▶ **Exercise description**: Pull out every line below that holds the word "derive".

▶ **Material provided**:

BEGIN

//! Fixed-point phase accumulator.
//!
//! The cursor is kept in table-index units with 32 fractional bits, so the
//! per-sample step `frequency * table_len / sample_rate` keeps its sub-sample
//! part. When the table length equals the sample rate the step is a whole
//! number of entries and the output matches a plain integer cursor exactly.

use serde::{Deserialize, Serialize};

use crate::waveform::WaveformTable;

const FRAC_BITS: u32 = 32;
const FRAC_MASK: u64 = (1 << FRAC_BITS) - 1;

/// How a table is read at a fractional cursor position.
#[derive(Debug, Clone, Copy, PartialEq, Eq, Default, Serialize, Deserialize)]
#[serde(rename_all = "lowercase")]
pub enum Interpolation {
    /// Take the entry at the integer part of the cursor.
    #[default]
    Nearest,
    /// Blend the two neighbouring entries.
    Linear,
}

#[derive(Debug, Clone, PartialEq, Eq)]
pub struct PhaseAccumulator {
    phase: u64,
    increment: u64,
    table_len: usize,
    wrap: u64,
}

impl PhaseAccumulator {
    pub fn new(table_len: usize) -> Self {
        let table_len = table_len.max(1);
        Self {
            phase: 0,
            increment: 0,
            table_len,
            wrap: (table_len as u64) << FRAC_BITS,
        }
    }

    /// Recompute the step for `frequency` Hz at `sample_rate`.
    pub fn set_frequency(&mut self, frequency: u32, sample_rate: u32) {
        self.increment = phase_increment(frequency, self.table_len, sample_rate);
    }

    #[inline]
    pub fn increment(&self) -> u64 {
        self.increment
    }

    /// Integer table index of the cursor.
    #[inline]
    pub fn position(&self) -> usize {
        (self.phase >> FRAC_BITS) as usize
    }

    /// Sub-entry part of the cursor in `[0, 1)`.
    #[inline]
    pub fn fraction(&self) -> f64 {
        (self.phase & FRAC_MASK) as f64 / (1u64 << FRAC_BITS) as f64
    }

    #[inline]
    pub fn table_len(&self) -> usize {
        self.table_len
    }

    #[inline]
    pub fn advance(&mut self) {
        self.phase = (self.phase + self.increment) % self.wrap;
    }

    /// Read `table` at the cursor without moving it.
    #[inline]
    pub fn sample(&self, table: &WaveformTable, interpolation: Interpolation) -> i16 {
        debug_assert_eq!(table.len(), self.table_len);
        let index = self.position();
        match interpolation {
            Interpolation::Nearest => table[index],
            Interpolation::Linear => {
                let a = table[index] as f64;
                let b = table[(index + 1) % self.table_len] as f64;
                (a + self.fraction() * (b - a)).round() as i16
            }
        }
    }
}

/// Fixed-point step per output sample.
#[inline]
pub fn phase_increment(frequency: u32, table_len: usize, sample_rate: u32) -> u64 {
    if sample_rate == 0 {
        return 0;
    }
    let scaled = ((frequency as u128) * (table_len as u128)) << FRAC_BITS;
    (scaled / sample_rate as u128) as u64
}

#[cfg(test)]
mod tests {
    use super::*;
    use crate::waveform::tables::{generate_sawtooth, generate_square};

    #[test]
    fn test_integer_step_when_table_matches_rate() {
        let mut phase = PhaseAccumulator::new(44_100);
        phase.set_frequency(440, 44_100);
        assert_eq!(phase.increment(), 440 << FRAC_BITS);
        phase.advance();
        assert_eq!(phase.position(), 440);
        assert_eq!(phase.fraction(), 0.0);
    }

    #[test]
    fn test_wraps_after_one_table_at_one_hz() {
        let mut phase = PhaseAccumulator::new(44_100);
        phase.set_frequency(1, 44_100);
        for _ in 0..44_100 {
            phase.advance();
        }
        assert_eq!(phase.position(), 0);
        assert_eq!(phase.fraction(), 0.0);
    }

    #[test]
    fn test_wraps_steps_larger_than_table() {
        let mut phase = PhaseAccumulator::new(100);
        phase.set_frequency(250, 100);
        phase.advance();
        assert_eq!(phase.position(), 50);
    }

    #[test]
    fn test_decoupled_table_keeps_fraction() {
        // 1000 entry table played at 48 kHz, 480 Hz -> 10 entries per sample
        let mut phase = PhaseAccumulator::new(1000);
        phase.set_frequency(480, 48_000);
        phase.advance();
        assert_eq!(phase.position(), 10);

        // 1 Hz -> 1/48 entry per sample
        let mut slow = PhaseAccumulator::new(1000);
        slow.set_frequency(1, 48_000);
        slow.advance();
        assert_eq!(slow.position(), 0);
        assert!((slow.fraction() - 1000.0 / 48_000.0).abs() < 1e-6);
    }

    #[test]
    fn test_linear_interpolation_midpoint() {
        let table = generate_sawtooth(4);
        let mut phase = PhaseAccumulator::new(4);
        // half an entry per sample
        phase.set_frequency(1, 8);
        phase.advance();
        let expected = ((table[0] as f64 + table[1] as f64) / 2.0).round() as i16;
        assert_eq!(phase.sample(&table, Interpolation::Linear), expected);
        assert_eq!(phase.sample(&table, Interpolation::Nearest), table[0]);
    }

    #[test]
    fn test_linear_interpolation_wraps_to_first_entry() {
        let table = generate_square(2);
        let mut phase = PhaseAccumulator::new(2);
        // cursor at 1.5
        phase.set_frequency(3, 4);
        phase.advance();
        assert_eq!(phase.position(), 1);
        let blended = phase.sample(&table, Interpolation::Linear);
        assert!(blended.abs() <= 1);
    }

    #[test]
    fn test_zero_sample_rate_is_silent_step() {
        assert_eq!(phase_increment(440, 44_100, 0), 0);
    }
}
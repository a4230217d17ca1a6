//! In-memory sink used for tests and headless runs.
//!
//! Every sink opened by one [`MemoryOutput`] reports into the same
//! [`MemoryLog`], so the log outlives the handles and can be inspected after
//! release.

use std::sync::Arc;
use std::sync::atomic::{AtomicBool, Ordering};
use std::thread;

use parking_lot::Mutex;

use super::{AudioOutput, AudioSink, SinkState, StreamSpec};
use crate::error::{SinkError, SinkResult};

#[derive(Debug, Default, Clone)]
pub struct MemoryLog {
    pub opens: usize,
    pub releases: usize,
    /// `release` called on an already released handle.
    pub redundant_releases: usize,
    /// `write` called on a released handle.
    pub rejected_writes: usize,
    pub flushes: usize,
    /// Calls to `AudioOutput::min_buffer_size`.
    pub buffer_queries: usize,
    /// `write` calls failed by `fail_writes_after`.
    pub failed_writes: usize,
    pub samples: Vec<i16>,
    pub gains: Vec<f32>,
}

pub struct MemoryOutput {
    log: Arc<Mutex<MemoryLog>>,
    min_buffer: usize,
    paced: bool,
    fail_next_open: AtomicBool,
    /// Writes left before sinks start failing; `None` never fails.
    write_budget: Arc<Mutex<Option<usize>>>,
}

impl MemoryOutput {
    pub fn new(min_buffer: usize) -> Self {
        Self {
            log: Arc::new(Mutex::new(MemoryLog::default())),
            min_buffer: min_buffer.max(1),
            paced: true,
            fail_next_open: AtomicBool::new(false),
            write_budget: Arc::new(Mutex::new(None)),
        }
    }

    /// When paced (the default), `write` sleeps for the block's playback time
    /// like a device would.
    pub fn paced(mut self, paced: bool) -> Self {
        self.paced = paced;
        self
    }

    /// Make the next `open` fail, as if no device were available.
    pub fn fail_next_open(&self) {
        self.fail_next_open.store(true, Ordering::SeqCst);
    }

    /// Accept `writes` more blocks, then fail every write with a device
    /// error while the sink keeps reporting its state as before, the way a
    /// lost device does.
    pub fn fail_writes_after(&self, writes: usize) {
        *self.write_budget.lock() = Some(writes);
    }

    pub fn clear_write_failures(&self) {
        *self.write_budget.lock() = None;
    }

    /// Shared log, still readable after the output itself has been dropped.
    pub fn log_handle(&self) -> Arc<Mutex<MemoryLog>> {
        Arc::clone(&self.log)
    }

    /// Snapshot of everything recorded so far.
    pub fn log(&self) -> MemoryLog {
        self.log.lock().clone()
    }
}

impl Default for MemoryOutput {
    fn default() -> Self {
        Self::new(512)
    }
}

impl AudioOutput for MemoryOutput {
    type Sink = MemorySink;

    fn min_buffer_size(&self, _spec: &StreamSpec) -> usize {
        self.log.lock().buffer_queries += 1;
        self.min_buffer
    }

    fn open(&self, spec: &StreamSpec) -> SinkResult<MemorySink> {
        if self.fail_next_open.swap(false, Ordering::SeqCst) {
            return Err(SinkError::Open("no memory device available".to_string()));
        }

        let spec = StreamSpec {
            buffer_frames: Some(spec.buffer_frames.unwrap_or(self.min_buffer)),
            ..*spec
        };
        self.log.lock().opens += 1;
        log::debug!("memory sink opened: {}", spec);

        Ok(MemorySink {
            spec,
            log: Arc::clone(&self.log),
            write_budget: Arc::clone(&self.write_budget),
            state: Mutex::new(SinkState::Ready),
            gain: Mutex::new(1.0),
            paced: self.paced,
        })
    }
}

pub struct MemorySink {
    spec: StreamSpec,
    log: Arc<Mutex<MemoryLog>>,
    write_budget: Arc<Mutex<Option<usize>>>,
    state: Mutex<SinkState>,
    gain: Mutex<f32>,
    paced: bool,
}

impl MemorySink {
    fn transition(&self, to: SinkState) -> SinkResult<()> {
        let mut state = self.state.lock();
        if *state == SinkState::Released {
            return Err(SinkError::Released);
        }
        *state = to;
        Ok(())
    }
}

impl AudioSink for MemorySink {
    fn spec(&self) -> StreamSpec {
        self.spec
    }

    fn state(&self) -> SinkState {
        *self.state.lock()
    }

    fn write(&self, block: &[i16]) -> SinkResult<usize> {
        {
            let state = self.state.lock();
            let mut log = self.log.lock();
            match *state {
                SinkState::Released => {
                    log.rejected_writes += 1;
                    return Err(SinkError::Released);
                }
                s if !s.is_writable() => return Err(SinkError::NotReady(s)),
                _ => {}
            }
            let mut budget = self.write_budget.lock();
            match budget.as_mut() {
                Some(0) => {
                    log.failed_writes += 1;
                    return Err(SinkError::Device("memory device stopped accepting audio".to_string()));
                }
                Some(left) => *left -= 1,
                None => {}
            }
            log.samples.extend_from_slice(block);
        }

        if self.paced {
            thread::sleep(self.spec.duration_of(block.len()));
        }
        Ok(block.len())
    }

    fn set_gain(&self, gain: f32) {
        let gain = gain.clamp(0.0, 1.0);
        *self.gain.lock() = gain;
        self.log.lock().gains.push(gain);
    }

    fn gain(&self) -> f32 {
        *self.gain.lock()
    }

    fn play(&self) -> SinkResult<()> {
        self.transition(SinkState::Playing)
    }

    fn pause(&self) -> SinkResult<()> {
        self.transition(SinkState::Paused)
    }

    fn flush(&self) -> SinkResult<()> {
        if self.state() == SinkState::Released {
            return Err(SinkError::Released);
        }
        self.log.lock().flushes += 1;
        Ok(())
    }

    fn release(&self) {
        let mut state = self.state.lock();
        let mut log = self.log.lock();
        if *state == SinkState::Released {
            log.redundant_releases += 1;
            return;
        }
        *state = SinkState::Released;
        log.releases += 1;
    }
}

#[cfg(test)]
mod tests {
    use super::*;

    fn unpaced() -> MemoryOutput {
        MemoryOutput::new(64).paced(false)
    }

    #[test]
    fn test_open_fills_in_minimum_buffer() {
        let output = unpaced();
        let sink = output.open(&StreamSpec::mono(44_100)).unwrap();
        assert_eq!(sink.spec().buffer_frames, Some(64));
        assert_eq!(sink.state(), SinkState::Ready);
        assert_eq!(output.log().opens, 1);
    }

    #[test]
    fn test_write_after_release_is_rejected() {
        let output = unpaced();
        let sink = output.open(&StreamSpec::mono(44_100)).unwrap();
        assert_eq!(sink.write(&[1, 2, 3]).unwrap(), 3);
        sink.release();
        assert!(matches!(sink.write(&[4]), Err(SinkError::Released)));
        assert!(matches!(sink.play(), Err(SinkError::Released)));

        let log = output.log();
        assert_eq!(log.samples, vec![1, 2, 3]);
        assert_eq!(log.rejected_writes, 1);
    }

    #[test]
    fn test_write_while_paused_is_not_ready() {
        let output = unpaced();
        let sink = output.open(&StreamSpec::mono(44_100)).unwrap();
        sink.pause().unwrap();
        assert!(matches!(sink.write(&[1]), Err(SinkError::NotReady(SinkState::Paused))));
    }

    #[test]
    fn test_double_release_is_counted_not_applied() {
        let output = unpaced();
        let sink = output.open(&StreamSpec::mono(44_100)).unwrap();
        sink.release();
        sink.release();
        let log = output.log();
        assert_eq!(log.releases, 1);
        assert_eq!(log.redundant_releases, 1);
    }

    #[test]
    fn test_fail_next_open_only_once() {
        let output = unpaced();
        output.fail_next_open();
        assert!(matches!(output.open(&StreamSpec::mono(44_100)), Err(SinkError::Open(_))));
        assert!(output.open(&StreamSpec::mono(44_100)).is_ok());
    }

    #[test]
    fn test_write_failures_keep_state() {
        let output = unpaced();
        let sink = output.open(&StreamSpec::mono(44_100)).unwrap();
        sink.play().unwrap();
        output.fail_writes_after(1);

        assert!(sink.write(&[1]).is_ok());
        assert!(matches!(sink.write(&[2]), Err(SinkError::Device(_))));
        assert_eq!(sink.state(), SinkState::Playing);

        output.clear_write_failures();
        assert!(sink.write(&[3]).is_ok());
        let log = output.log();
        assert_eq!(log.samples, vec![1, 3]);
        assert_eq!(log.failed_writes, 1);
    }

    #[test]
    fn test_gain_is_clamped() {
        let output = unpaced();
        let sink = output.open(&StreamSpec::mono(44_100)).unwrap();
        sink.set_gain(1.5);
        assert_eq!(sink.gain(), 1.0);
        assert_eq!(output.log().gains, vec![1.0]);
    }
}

END

▶ **Result of this task**:
#[derive(Debug, Clone, Copy, PartialEq, Eq, Default, Serialize, Deserialize)]
#[derive(Debug, Clone, PartialEq, Eq)]
#[derive(Debug, Default, Clone)]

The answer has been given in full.